EXERCISE OBJECTIVE
Print the first line of the records below and every line after it, up to and including the line with "use std::collections::HashMap;". Print nothing else.
*** Begin section ***
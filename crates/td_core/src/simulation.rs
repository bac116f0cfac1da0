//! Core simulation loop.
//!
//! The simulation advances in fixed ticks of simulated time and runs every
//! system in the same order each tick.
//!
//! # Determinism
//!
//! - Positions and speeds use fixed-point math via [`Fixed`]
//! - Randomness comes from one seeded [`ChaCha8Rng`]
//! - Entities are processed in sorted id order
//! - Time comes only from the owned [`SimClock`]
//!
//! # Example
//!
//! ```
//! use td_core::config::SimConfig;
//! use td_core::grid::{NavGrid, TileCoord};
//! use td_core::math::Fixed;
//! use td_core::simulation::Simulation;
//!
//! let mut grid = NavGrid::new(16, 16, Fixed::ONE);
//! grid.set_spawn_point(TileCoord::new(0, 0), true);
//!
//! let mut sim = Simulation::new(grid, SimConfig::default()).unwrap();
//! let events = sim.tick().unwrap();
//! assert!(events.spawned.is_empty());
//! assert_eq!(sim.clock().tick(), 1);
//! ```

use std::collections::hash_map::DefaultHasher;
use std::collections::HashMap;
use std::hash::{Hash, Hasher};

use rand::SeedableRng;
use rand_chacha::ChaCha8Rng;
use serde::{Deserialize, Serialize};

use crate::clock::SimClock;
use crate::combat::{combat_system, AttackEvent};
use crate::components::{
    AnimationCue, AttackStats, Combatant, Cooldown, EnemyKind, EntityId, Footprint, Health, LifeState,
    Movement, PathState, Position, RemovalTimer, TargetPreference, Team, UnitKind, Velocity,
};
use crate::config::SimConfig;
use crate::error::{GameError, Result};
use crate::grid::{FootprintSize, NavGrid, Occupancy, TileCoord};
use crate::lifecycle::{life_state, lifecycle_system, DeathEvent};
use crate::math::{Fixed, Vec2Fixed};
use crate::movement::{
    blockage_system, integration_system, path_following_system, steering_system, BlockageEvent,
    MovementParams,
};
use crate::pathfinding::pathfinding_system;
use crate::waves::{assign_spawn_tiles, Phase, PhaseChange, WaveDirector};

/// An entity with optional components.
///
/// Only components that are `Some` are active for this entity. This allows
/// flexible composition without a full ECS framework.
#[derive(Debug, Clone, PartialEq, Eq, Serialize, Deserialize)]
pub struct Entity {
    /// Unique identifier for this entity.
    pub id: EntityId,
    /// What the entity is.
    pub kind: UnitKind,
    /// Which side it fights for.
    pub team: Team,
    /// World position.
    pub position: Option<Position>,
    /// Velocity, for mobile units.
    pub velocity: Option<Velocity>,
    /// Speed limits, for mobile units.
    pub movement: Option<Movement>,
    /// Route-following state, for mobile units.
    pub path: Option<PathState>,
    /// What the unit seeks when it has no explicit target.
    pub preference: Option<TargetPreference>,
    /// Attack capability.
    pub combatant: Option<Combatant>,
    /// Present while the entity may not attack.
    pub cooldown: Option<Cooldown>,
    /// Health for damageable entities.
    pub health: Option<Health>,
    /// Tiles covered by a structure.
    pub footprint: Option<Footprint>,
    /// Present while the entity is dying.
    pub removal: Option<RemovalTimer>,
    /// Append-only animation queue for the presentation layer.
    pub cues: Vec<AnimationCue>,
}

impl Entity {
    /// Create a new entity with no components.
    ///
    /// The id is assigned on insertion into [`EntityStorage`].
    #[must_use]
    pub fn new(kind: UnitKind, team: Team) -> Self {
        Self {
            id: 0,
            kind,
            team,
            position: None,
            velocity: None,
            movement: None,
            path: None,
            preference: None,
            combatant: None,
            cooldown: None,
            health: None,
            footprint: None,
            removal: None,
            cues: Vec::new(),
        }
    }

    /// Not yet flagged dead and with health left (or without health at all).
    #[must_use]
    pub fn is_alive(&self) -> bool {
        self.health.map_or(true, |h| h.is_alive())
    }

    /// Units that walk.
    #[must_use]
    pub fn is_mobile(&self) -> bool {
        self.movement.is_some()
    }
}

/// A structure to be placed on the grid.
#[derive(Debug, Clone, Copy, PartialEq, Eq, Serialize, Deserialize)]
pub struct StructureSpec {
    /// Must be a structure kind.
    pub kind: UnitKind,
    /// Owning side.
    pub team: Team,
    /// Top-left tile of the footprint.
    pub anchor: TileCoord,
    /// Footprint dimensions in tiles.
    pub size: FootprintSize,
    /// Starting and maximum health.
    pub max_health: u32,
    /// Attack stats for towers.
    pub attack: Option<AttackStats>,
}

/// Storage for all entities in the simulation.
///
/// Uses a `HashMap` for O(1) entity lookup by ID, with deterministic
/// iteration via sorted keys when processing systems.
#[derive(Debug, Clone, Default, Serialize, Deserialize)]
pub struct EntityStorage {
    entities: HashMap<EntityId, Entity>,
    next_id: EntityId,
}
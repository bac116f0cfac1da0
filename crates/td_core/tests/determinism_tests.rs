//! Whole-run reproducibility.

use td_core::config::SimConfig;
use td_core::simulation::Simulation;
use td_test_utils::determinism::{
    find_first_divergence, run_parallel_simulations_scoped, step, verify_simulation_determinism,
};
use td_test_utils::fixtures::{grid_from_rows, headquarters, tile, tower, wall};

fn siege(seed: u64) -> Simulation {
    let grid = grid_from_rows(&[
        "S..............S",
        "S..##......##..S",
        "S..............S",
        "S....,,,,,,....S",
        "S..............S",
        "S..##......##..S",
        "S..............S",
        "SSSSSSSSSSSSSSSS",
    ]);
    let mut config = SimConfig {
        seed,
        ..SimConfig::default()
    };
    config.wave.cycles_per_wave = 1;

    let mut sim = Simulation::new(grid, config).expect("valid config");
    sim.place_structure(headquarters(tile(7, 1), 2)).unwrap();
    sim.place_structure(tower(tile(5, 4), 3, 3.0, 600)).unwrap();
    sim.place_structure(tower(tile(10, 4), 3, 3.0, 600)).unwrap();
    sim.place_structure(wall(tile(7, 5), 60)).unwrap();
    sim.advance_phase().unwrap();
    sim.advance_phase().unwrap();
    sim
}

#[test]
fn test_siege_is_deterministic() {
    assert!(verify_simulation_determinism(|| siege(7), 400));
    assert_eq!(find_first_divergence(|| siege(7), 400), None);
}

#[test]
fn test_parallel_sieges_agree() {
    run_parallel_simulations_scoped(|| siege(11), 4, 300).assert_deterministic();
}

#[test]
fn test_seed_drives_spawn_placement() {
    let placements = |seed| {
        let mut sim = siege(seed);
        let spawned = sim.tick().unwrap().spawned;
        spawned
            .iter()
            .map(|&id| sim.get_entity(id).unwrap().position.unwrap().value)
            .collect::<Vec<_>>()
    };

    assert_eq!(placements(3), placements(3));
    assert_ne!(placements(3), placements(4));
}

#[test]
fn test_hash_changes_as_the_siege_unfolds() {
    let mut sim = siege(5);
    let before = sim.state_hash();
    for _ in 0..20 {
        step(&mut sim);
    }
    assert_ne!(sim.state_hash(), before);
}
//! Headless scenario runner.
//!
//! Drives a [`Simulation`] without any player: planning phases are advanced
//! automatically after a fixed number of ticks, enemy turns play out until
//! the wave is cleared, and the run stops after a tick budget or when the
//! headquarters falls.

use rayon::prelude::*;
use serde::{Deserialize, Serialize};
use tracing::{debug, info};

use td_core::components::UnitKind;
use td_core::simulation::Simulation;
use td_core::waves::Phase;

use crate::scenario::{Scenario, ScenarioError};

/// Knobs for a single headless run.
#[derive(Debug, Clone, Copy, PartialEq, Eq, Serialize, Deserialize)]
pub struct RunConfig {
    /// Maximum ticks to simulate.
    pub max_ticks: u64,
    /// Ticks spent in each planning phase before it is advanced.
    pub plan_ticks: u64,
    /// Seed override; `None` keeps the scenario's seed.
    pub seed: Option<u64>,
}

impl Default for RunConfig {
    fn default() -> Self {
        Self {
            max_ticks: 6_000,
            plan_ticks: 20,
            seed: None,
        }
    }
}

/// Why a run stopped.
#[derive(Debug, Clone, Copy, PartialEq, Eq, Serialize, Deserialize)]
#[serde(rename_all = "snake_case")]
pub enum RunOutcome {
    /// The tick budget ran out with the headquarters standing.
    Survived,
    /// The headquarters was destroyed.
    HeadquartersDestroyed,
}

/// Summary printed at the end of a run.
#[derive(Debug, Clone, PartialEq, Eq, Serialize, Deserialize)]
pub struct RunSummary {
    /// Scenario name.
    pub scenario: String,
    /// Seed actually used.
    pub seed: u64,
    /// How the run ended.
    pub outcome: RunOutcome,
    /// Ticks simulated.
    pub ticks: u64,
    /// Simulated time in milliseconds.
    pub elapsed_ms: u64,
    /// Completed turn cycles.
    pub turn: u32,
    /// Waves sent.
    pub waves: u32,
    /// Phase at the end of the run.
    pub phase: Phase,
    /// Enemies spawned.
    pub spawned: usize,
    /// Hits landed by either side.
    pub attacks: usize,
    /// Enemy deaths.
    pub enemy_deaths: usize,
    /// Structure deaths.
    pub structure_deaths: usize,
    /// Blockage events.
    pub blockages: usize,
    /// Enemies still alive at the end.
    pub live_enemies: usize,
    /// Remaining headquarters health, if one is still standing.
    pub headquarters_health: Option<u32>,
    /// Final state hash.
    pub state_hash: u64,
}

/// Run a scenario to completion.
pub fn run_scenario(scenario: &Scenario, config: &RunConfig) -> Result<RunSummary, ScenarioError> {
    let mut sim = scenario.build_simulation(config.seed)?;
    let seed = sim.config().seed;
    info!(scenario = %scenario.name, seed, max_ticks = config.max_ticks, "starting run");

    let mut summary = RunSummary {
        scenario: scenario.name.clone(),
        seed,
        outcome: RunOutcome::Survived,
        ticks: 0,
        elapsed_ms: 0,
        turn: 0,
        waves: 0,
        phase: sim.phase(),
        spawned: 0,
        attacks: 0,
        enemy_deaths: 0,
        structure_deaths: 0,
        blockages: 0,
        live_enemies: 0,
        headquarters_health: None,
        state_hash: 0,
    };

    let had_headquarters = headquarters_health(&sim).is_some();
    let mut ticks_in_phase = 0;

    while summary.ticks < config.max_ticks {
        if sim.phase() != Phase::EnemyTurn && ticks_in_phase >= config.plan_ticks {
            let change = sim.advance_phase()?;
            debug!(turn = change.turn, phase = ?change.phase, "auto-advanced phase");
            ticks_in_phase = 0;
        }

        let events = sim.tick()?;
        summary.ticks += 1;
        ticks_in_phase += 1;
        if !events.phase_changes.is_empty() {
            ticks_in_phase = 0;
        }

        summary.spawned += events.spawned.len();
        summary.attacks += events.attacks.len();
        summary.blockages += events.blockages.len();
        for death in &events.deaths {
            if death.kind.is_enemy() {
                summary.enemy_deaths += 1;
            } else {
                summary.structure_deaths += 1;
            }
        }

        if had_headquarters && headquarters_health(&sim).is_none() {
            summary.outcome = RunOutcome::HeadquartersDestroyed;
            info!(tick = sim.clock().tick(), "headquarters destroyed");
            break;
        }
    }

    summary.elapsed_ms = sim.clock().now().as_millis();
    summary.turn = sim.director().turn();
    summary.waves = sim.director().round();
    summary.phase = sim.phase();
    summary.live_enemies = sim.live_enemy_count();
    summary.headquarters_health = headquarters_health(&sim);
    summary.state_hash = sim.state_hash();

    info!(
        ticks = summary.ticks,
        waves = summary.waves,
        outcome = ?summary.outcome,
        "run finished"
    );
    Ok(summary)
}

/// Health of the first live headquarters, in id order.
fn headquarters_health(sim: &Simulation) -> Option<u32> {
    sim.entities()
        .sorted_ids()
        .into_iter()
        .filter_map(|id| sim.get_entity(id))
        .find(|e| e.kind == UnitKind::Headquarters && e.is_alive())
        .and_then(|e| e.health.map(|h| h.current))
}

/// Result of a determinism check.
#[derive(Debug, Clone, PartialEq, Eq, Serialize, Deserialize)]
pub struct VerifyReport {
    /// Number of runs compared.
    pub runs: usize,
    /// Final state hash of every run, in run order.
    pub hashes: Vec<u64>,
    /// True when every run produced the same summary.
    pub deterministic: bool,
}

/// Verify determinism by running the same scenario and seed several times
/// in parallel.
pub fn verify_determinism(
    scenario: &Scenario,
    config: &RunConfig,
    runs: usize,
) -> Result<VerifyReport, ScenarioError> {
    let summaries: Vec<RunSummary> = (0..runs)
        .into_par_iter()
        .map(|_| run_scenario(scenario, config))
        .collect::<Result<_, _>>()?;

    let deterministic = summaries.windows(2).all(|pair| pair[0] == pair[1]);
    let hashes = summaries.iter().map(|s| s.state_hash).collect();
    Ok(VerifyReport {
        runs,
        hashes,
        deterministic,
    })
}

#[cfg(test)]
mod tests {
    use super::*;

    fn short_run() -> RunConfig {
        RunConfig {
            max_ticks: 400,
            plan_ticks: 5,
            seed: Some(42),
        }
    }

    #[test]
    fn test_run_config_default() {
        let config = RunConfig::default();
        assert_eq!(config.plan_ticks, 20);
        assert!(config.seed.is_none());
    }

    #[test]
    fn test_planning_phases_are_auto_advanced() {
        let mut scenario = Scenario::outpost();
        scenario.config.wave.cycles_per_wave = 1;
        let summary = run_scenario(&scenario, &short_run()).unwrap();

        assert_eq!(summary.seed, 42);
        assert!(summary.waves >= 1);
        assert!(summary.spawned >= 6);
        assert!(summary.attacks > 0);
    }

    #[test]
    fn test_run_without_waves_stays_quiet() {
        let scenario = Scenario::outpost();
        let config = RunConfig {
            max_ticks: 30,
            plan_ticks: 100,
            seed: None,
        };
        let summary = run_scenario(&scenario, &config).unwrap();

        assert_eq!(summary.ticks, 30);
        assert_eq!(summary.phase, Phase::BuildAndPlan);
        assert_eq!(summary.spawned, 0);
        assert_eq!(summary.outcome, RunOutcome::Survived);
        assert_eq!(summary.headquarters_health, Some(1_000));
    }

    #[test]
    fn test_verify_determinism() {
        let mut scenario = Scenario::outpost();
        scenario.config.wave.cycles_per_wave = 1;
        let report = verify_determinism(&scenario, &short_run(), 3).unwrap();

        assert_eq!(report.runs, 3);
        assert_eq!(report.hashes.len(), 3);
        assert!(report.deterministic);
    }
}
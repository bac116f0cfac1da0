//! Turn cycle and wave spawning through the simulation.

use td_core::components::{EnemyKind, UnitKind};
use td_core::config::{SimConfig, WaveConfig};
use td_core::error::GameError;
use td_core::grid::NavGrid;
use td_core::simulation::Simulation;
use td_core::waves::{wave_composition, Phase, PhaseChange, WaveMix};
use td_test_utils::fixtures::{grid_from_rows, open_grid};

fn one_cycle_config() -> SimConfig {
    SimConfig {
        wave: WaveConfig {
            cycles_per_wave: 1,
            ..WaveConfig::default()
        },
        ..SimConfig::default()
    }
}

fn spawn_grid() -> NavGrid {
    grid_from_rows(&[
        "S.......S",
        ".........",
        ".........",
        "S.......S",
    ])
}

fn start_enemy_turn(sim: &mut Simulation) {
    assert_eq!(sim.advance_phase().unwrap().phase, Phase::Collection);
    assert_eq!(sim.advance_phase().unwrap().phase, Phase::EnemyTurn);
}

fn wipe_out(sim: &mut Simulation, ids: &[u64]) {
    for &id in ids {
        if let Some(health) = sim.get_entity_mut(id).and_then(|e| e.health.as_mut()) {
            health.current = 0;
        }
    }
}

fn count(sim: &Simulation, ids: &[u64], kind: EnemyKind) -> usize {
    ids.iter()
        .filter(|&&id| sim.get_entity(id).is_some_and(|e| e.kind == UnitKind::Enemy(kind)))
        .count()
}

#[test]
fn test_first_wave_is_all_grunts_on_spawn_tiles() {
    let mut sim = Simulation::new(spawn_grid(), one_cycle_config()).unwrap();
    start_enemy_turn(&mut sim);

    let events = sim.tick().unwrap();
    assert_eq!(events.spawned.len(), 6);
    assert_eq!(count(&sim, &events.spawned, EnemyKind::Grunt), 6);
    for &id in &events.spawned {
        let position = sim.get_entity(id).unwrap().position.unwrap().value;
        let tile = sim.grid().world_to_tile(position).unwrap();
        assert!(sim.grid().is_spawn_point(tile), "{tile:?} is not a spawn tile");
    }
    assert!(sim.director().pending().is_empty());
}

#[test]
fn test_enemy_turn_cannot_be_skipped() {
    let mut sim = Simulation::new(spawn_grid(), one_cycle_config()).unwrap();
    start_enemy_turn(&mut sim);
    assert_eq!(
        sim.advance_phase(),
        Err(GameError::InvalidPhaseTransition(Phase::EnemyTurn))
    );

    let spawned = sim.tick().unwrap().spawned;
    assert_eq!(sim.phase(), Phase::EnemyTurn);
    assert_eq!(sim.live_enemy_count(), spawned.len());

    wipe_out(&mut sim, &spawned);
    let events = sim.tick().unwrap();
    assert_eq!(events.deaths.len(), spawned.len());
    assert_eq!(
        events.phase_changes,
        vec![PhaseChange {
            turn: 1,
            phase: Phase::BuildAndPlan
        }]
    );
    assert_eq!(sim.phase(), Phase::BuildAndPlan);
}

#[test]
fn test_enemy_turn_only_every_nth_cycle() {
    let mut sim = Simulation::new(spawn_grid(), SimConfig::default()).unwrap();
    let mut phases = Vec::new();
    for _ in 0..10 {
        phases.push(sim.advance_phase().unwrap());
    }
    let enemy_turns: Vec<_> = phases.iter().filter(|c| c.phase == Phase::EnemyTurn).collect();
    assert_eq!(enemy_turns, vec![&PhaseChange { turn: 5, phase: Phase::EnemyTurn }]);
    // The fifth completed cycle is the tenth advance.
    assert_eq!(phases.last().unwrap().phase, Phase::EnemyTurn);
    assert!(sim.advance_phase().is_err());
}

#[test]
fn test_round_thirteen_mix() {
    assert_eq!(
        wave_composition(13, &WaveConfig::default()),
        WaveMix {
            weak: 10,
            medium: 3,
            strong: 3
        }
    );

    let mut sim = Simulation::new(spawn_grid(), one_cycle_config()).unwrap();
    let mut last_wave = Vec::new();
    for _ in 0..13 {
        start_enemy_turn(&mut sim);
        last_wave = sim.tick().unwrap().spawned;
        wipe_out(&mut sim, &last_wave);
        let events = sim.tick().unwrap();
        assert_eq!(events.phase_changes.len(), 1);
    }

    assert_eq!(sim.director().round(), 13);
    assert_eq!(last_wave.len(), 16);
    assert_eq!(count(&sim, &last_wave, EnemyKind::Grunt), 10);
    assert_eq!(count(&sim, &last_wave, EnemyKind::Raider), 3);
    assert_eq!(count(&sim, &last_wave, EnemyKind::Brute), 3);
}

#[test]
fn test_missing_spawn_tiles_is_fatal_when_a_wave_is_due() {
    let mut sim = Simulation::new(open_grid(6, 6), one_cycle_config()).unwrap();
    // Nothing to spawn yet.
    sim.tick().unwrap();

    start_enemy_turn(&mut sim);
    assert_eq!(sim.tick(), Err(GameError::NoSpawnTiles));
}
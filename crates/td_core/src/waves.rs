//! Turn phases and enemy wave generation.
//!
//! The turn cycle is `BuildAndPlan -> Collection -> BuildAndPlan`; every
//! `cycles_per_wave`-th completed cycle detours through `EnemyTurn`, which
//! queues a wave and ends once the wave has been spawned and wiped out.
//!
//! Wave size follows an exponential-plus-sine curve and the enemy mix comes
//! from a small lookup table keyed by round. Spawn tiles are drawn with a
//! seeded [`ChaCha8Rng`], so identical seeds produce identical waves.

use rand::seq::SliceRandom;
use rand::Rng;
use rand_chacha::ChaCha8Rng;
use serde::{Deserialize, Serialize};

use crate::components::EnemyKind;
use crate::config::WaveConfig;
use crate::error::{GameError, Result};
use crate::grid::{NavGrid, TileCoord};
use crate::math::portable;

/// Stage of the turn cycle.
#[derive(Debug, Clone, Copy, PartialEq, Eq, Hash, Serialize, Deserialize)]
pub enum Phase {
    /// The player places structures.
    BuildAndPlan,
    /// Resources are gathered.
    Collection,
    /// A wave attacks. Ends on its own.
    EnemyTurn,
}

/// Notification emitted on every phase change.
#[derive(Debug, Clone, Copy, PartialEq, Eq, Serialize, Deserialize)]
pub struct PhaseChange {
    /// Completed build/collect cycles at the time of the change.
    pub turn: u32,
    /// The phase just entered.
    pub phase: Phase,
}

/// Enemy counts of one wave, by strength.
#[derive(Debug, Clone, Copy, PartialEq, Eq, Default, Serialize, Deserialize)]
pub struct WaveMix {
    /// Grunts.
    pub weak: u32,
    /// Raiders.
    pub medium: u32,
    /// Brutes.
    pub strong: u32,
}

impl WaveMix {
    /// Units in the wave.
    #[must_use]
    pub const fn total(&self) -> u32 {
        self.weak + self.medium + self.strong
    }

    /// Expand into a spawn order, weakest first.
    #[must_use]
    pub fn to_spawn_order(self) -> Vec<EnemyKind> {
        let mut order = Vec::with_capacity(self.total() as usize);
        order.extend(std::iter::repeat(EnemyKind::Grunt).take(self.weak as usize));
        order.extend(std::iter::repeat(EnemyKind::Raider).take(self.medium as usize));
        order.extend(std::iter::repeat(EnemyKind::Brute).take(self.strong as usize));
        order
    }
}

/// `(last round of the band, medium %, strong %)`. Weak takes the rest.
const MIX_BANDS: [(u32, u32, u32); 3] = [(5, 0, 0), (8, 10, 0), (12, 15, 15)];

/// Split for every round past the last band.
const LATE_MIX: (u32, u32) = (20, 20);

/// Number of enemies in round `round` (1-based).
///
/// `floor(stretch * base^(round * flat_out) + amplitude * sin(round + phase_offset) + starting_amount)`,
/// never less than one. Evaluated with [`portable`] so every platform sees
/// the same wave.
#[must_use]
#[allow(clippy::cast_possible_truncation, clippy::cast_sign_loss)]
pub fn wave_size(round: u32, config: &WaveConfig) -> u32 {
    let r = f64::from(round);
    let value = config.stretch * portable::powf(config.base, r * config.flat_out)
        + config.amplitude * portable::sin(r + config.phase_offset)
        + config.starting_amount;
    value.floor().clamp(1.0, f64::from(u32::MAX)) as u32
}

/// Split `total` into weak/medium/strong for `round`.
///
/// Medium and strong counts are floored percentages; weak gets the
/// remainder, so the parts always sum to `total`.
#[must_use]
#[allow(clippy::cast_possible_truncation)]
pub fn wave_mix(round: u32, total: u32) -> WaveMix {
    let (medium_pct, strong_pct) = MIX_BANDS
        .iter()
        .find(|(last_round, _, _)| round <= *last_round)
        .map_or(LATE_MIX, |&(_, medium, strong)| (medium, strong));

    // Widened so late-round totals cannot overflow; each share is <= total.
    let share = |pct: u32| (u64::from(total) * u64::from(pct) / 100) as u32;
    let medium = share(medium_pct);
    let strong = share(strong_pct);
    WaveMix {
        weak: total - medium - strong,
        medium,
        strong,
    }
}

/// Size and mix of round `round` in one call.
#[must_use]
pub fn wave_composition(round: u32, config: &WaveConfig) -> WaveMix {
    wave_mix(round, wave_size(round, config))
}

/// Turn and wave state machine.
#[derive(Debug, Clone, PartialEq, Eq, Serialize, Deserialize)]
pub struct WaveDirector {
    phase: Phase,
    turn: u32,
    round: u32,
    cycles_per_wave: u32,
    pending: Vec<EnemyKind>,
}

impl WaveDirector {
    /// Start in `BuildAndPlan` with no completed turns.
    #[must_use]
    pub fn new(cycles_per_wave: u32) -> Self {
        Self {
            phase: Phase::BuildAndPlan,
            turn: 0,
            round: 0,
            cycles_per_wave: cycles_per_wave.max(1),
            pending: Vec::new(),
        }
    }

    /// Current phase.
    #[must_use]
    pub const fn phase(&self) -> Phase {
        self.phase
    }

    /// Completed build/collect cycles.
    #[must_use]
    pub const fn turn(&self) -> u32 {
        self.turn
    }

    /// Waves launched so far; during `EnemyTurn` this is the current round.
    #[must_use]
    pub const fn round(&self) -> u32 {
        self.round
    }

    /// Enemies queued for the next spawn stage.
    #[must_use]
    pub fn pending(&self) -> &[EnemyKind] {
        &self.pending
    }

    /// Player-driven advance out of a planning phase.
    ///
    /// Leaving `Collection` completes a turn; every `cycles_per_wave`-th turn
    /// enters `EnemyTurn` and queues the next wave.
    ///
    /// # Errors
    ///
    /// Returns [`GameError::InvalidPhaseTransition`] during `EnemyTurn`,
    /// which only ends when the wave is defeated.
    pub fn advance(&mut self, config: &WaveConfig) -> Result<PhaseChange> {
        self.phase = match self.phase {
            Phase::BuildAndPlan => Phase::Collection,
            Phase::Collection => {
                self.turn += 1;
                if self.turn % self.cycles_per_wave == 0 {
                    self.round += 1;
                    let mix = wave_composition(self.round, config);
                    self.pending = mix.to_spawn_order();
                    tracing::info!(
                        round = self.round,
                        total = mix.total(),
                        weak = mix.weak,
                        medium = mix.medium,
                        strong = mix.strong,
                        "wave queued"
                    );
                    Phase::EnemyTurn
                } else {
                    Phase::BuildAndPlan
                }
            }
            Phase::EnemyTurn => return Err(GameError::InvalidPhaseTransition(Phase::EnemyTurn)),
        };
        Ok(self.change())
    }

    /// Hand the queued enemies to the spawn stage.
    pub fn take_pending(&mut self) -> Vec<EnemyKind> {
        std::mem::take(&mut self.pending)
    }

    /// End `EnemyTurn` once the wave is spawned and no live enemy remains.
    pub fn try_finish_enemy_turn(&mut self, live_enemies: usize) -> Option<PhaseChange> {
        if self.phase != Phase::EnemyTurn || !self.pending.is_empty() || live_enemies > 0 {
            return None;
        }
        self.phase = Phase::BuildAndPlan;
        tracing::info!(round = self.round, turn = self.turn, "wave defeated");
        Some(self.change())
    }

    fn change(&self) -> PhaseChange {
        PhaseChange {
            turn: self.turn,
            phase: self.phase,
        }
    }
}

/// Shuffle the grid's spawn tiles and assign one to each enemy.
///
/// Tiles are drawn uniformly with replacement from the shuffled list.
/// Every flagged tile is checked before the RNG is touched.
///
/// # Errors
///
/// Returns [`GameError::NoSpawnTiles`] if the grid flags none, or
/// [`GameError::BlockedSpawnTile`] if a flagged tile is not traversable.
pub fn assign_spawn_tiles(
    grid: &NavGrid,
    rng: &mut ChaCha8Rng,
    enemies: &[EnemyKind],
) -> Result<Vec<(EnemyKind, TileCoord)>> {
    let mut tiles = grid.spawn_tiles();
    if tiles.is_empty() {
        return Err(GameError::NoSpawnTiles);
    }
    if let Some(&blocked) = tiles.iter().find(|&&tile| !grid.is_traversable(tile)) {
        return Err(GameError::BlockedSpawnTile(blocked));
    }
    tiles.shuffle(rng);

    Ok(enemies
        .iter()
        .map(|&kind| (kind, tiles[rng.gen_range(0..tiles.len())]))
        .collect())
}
*** End section ***
SOLUTION FOR THIS EXERCISE
filename crates/td_core/src/simulation.rs
repository bac116f0cfac1da0
//! Core simulation loop.
//!
//! The simulation advances in fixed ticks of simulated time and runs every
//! system in the same order each tick.
//!
//! # Determinism
//!
//! - Positions and speeds use fixed-point math via [`Fixed`]
//! - Randomness comes from one seeded [`ChaCha8Rng`]
//! - Entities are processed in sorted id order
//! - Time comes only from the owned [`SimClock`]
//!
//! # Example
//!
//! ```
//! use td_core::config::SimConfig;
//! use td_core::grid::{NavGrid, TileCoord};
//! use td_core::math::Fixed;
//! use td_core::simulation::Simulation;
//!
//! let mut grid = NavGrid::new(16, 16, Fixed::ONE);
//! grid.set_spawn_point(TileCoord::new(0, 0), true);
//!
//! let mut sim = Simulation::new(grid, SimConfig::default()).unwrap();
//! let events = sim.tick().unwrap();
//! assert!(events.spawned.is_empty());
//! assert_eq!(sim.clock().tick(), 1);
//! ```

use std::collections::hash_map::DefaultHasher;
use std::collections::HashMap;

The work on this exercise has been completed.